2020-04-24 22:01:35 +08:00
07a9401f82 Forbidden correlated having clause (#3378)
1. The correlated slot ref should be bound by the agg tuple of outer query.
However, the correlated having clause can not be analyzed correctly so the result is incorrect.

For example: 

```
SELECT k1 FROM test GROUP BY k1 
HAVING EXISTS(SELECT k1 FROM baseall GROUP BY k1 HAVING SUM(test.k1) = k1);
```

The correlated predicate is not executed.

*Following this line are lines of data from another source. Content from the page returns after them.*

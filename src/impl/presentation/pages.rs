use serde_derive::Serialize;

use crate::{
    entities::{BorrowerProfile, LoanDashboard},
    presentation::{
        amount_fmt::format_rupiah,
        profile_card::ProfileCard,
        table::{IntoTable, Table},
    },
};

/// Informational state shown instead of an empty table. Not an error.
#[derive(Debug, Clone, PartialEq, Eq, Serialize)]
pub struct EmptyResultWarning {
    pub message: String,
}

#[derive(Debug, Clone, PartialEq, Serialize)]
#[serde(tag = "kind", content = "content")]
pub enum Panel {
    Table(Table),
    NoData(EmptyResultWarning),
}

/// Render-ready loan page: headline metrics plus one panel per view.
#[derive(Debug, Clone, PartialEq, Serialize)]
pub struct LoanPage {
    pub total_amount: String,
    pub loan_count: usize,
    pub loans: Panel,
    pub by_company: Panel,
    pub top_companies: Panel,
    pub daily: Panel,
    pub top_marketers: Panel,
    pub monthly: Panel,
}

#[derive(Debug, Clone, PartialEq, Serialize)]
#[serde(tag = "kind", content = "content")]
pub enum BorrowerPage {
    Card(ProfileCard),
    NotFound(EmptyResultWarning),
}

// --

const NO_DATA: &str = "Tidak ada data untuk filter yang dipilih.";
const BORROWER_NOT_FOUND: &str = "Data tidak ditemukan atau masukkan ID Borrower.";

impl EmptyResultWarning {
    fn new(message: &str) -> Self {
        Self {
            message: message.to_string(),
        }
    }
}

impl Panel {
    pub fn from_table(table: Table) -> Self {
        if table.is_empty() {
            Panel::NoData(EmptyResultWarning::new(NO_DATA))
        } else {
            Panel::Table(table)
        }
    }

    pub fn is_no_data(&self) -> bool {
        matches!(self, Panel::NoData(_))
    }
}

impl LoanPage {
    pub fn from_dashboard(dashboard: &LoanDashboard) -> Self {
        Self {
            total_amount: format_rupiah(dashboard.summary.total_amount),
            loan_count: dashboard.summary.loan_count,
            loans: Panel::from_table(dashboard.loans.to_table()),
            by_company: Panel::from_table(dashboard.by_company.to_table()),
            top_companies: Panel::from_table(dashboard.top_companies.to_table()),
            daily: Panel::from_table(dashboard.daily.to_table()),
            top_marketers: Panel::from_table(dashboard.top_marketers.to_table()),
            monthly: Panel::from_table(dashboard.monthly.to_table()),
        }
    }

    pub fn to_json(&self) -> String {
        serde_json::to_string(self).unwrap_or_default()
    }
}

impl BorrowerPage {
    pub fn from_profile(profile: Option<&BorrowerProfile>) -> Self {
        match profile {
            Some(p) => BorrowerPage::Card(ProfileCard::from_profile(p)),
            None => BorrowerPage::NotFound(EmptyResultWarning::new(BORROWER_NOT_FOUND)),
        }
    }
}
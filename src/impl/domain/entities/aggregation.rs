use std::fmt;

use chrono::{Datelike as _, NaiveDate};
use rust_decimal::Decimal;

/// Calendar month a disbursement falls in. Displays as `YYYY-MM`.
#[derive(Debug, Clone, Copy, PartialEq, Eq, Hash, PartialOrd, Ord)]
pub struct YearMonth {
    pub year: i32,
    pub month: u32,
}

/// Headline metrics over a filtered loan table.
#[derive(Debug, Clone, PartialEq, Eq)]
pub struct LoanSummary {
    /// Exact sum of `loan_amount` over every row.
    pub total_amount: Decimal,
    /// Distinct `loan_id` count.
    pub loan_count: usize,
}

#[derive(Debug, Clone, PartialEq, Eq)]
pub struct CompanyLoanCount {
    pub company: String,
    pub loan_count: usize,
}

#[derive(Debug, Clone, PartialEq, Eq)]
pub struct MarketerDailyCount {
    pub date: NaiveDate,
    pub marketer: String,
    pub loan_count: usize,
}

/// Per-marketer total of the daily counts.
#[derive(Debug, Clone, PartialEq, Eq)]
pub struct MarketerTotal {
    pub marketer: String,
    pub loan_count: usize,
}

#[derive(Debug, Clone, PartialEq, Eq)]
pub struct MarketerMonthlySummary {
    pub month: YearMonth,
    pub marketer: String,
    pub loan_count: usize,
    pub total_amount: Decimal,
}

// --

impl YearMonth {
    pub fn of(date: NaiveDate) -> Self {
        Self {
            year: date.year(),
            month: date.month(),
        }
    }
}

impl fmt::Display for YearMonth {
    fn fmt(&self, f: &mut fmt::Formatter<'_>) -> fmt::Result {
        write!(f, "{:04}-{:02}", self.year, self.month)
    }
}
use fractic_server_error::ServerError;

use crate::presentation::{profile_card::ProfileCard, table::Table};

/// Serializes a table to single-sheet spreadsheet bytes.
pub trait SpreadsheetExporter: Send + Sync {
    /// File extension of the produced bytes, without the dot.
    fn extension(&self) -> &'static str;

    fn export(&self, sheet_name: &str, table: &Table) -> Result<Vec<u8>, ServerError>;
}

/// Turns a borrower card into image bytes.
pub trait CardRenderer: Send + Sync {
    fn extension(&self) -> &'static str;

    fn render(&self, card: &ProfileCard) -> Result<Vec<u8>, ServerError>;
}

/// Sheet names used by the loan page downloads.
pub mod sheets {
    pub const LOANS: &str = "DataLoan";
    pub const DAILY: &str = "CapaianHarian";
    pub const MONTHLY: &str = "CapaianBulanan";
}

/// Bytes ready to be offered as a download.
#[derive(Debug, Clone, PartialEq, Eq)]
pub struct ExportedFile {
    pub file_name: String,
    pub bytes: Vec<u8>,
}
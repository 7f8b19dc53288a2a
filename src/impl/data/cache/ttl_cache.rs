use std::{
    collections::HashMap,
    future::Future,
    path::{Path, PathBuf},
    sync::Arc,
    time::{Duration, Instant},
};

use fractic_server_error::ServerError;
use parking_lot::RwLock;
use tracing::debug;

struct CacheEntry<T> {
    records: Arc<Vec<T>>,
    loaded_at: Instant,
}

/// Loaded tables keyed by source path, each valid for `ttl` after loading.
///
/// Readers get immutable `Arc` snapshots. A reload builds a fresh table
/// outside the lock and swaps it in, so sessions holding the old snapshot
/// are unaffected. Failed loads are not cached.
pub(crate) struct TtlCache<T> {
    ttl: Duration,
    entries: RwLock<HashMap<PathBuf, CacheEntry<T>>>,
}

impl<T: Send + Sync> TtlCache<T> {
    pub(crate) fn new(ttl: Duration) -> Self {
        Self {
            ttl,
            entries: RwLock::new(HashMap::new()),
        }
    }

    /// Fresh entry for `path`, if any.
    pub(crate) fn get(&self, path: &Path) -> Option<Arc<Vec<T>>> {
        let entries = self.entries.read();
        let entry = entries.get(path)?;
        if entry.loaded_at.elapsed() < self.ttl {
            Some(Arc::clone(&entry.records))
        } else {
            None
        }
    }

    pub(crate) fn insert(&self, path: &Path, records: Vec<T>) -> Arc<Vec<T>> {
        let records = Arc::new(records);
        self.entries.write().insert(
            path.to_path_buf(),
            CacheEntry {
                records: Arc::clone(&records),
                loaded_at: Instant::now(),
            },
        );
        records
    }

    pub(crate) async fn get_or_load<F, Fut>(
        &self,
        path: &Path,
        load: F,
    ) -> Result<Arc<Vec<T>>, ServerError>
    where
        F: FnOnce() -> Fut + Send,
        Fut: Future<Output = Result<Vec<T>, ServerError>> + Send,
    {
        if let Some(records) = self.get(path) {
            debug!(path = %path.display(), "load cache hit");
            return Ok(records);
        }
        debug!(path = %path.display(), "load cache miss or expired entry");
        let records = load().await?;
        Ok(self.insert(path, records))
    }

    pub(crate) fn invalidate(&self, path: &Path) {
        self.entries.write().remove(path);
    }

    pub(crate) fn clear(&self) {
        self.entries.write().clear();
    }
}
use fractic_server_error::{define_client_error, define_internal_error};

// IO-related.
define_client_error!(
    DataSourceError,
    "Error reading data source '{path}'.",
    { path: &str }
);

// Parsing-related.
define_client_error!(InvalidCsv, "Invalid CSV format.");
define_client_error!(
    SchemaError,
    "Data source '{file}' does not match its schema: column '{column}' {problem}.",
    { file: &str, column: &str, problem: &str }
);
define_client_error!(InvalidConfig, "Invalid dashboard configuration (invalid RON format).");

// Export-related.
define_internal_error!(
    ExportError,
    "Failed to export '{target}': {details}.",
    { target: &str, details: &str }
);
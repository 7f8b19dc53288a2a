use std::{path::PathBuf, sync::Arc};

use async_trait::async_trait;
use fractic_server_error::ServerError;

use crate::{
    data::repositories::records_repository_impl::RecordsRepositoryImpl,
    domain::repositories::records_repository::RecordsRepository,
    entities::{BorrowerId, BorrowerProfile},
};

#[async_trait]
pub trait BorrowerProfileUsecase: Send + Sync {
    async fn profiles(&self) -> Result<Arc<Vec<BorrowerProfile>>, ServerError>;

    /// `"{id} - {name}"` selector labels, in file order.
    async fn options(&self) -> Result<Vec<String>, ServerError>;

    /// First profile with the given id, if any.
    async fn profile(&self, id: &BorrowerId) -> Result<Option<BorrowerProfile>, ServerError>;
}

pub(crate) struct BorrowerProfileUsecaseImpl<R = RecordsRepositoryImpl>
where
    R: RecordsRepository,
{
    records_repository: Arc<R>,
    borrowers_csv: PathBuf,
}

#[async_trait]
impl<R> BorrowerProfileUsecase for BorrowerProfileUsecaseImpl<R>
where
    R: RecordsRepository,
{
    async fn profiles(&self) -> Result<Arc<Vec<BorrowerProfile>>, ServerError> {
        self.records_repository.borrowers(&self.borrowers_csv).await
    }

    async fn options(&self) -> Result<Vec<String>, ServerError> {
        Ok(self
            .profiles()
            .await?
            .iter()
            .map(BorrowerProfile::option_label)
            .collect())
    }

    async fn profile(&self, id: &BorrowerId) -> Result<Option<BorrowerProfile>, ServerError> {
        Ok(self
            .profiles()
            .await?
            .iter()
            .find(|p| &p.borrower_id == id)
            .cloned())
    }
}

impl<R: RecordsRepository> BorrowerProfileUsecaseImpl<R> {
    pub(crate) fn new(records_repository: Arc<R>, borrowers_csv: PathBuf) -> Self {
        BorrowerProfileUsecaseImpl {
            records_repository,
            borrowers_csv,
        }
    }
}

/// Borrower id from a selector label. Blank labels select nothing.
pub(crate) fn id_from_option(option: &str) -> Option<BorrowerId> {
    let id = option.split(" - ").next().unwrap_or("").trim();
    if id.is_empty() {
        None
    } else {
        Some(BorrowerId::new(id))
    }
}

#[cfg(test)]
mod tests {
    use super::*;

    #[test]
    fn selector_label_yields_borrower_id() {
        assert_eq!(
            id_from_option("B-01 - Siti Aminah"),
            Some(BorrowerId::new("B-01"))
        );
        assert_eq!(id_from_option("B-02"), Some(BorrowerId::new("B-02")));
        assert_eq!(id_from_option(""), None);
    }
}
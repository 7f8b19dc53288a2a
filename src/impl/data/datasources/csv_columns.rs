use std::collections::HashMap;

use csv::StringRecord;
use fractic_server_error::ServerError;

use crate::errors::SchemaError;

pub(crate) const LOANS_SOURCE: &str = "loans CSV";
pub(crate) const BORROWERS_SOURCE: &str = "borrowers CSV";

/// Header-name lookup for a CSV file with a fixed, named schema. Extra
/// columns are ignored; a missing required column is a schema error.
pub(crate) struct CsvColumns {
    source: String,
    index: HashMap<String, usize>,
}

impl CsvColumns {
    pub(crate) fn new(source: &str, headers: &StringRecord) -> Self {
        Self {
            source: source.to_string(),
            index: headers
                .iter()
                .enumerate()
                .map(|(i, h)| (h.trim().trim_start_matches('\u{feff}').to_string(), i))
                .collect(),
        }
    }

    pub(crate) fn require(&self, column: &str) -> Result<usize, ServerError> {
        self.index
            .get(column)
            .copied()
            .ok_or_else(|| SchemaError::new(&self.source, column, "is missing"))
    }
}

/// Cell value, or `""` for short rows.
pub(crate) fn cell(record: &StringRecord, idx: usize) -> &str {
    record.get(idx).unwrap_or("")
}
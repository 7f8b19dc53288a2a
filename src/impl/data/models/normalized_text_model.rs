/// Text cell with whitespace runs (including newlines) collapsed to a single
/// space and both ends trimmed.
#[derive(Debug, PartialEq, Eq)]
pub(crate) struct NormalizedTextModel(pub String);

impl From<&str> for NormalizedTextModel {
    fn from(s: &str) -> Self {
        NormalizedTextModel(s.split_whitespace().collect::<Vec<_>>().join(" "))
    }
}

impl NormalizedTextModel {
    /// Empty after normalization means absent.
    pub(crate) fn into_option(self) -> Option<String> {
        if self.0.is_empty() {
            None
        } else {
            Some(self.0)
        }
    }
}

impl From<NormalizedTextModel> for String {
    fn from(model: NormalizedTextModel) -> Self {
        model.0
    }
}
use std::fmt;

use chrono::NaiveDate;
use rust_decimal::Decimal;

#[derive(Debug, Clone, PartialEq, Eq, Hash, PartialOrd, Ord)]
pub struct LoanId(pub(crate) String);

/// Loan term category. Integral cells (`12`, `12.0`) become `Months`, anything
/// else is kept verbatim. Numeric tenors sort before text tenors.
#[derive(Debug, Clone, PartialEq, Eq, Hash, PartialOrd, Ord)]
pub enum Tenor {
    Months(u32),
    Other(String),
}

/// One disbursed personal loan, as loaded from the loans CSV.
#[derive(Debug, Clone, PartialEq)]
pub struct LoanRecord {
    pub loan_id: LoanId,
    pub borrower_company: String,
    pub marketer_name: Option<String>,
    pub loan_status: String,
    pub tenor: Option<Tenor>,
    /// `None` when the source cell could not be parsed as a date.
    pub disbursement_date: Option<NaiveDate>,
    pub loan_amount: Decimal,
}

// --

impl LoanId {
    pub fn new(id: impl Into<String>) -> Self {
        LoanId(id.into())
    }

    pub fn as_str(&self) -> &str {
        &self.0
    }
}

impl fmt::Display for LoanId {
    fn fmt(&self, f: &mut fmt::Formatter<'_>) -> fmt::Result {
        write!(f, "{}", self.0)
    }
}

impl fmt::Display for Tenor {
    fn fmt(&self, f: &mut fmt::Formatter<'_>) -> fmt::Result {
        match self {
            Tenor::Months(m) => write!(f, "{}", m),
            Tenor::Other(s) => write!(f, "{}", s),
        }
    }
}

2. The limit offset should also be rewritten when there is subquery in having clause.

For example: 

```
select k1, count(*) cnt from test group by k1 having k1 in
(select k1 from baseall order by k1 limit 2) order by k1 limit 5 offset 3;
```

The new stmt should has a limit element with offset.
2020-04-24 21:34:40 +08:00
09eb40e356 [New Stmt] Alter replication number for table (#3360)
This CL add new command to set replication number of table in one time.
```
alter table test_tbl set ("replication_num" = "3");
```
It changes replication num of a unpartitioned table.

and

```
alter table test_tbl set ("default.replication_num" = "3");
```

It changes default replication num of the specified table.
2020-04-23 21:58:09 +08:00
d854a79878 [Bug] isQuery field should be reset at the beginning of query execution (#3374)
If not reset, all queries comes from same session will have save isQuery field value.
This bug will cause all entries in fe.audit.log has same IsQuery=true.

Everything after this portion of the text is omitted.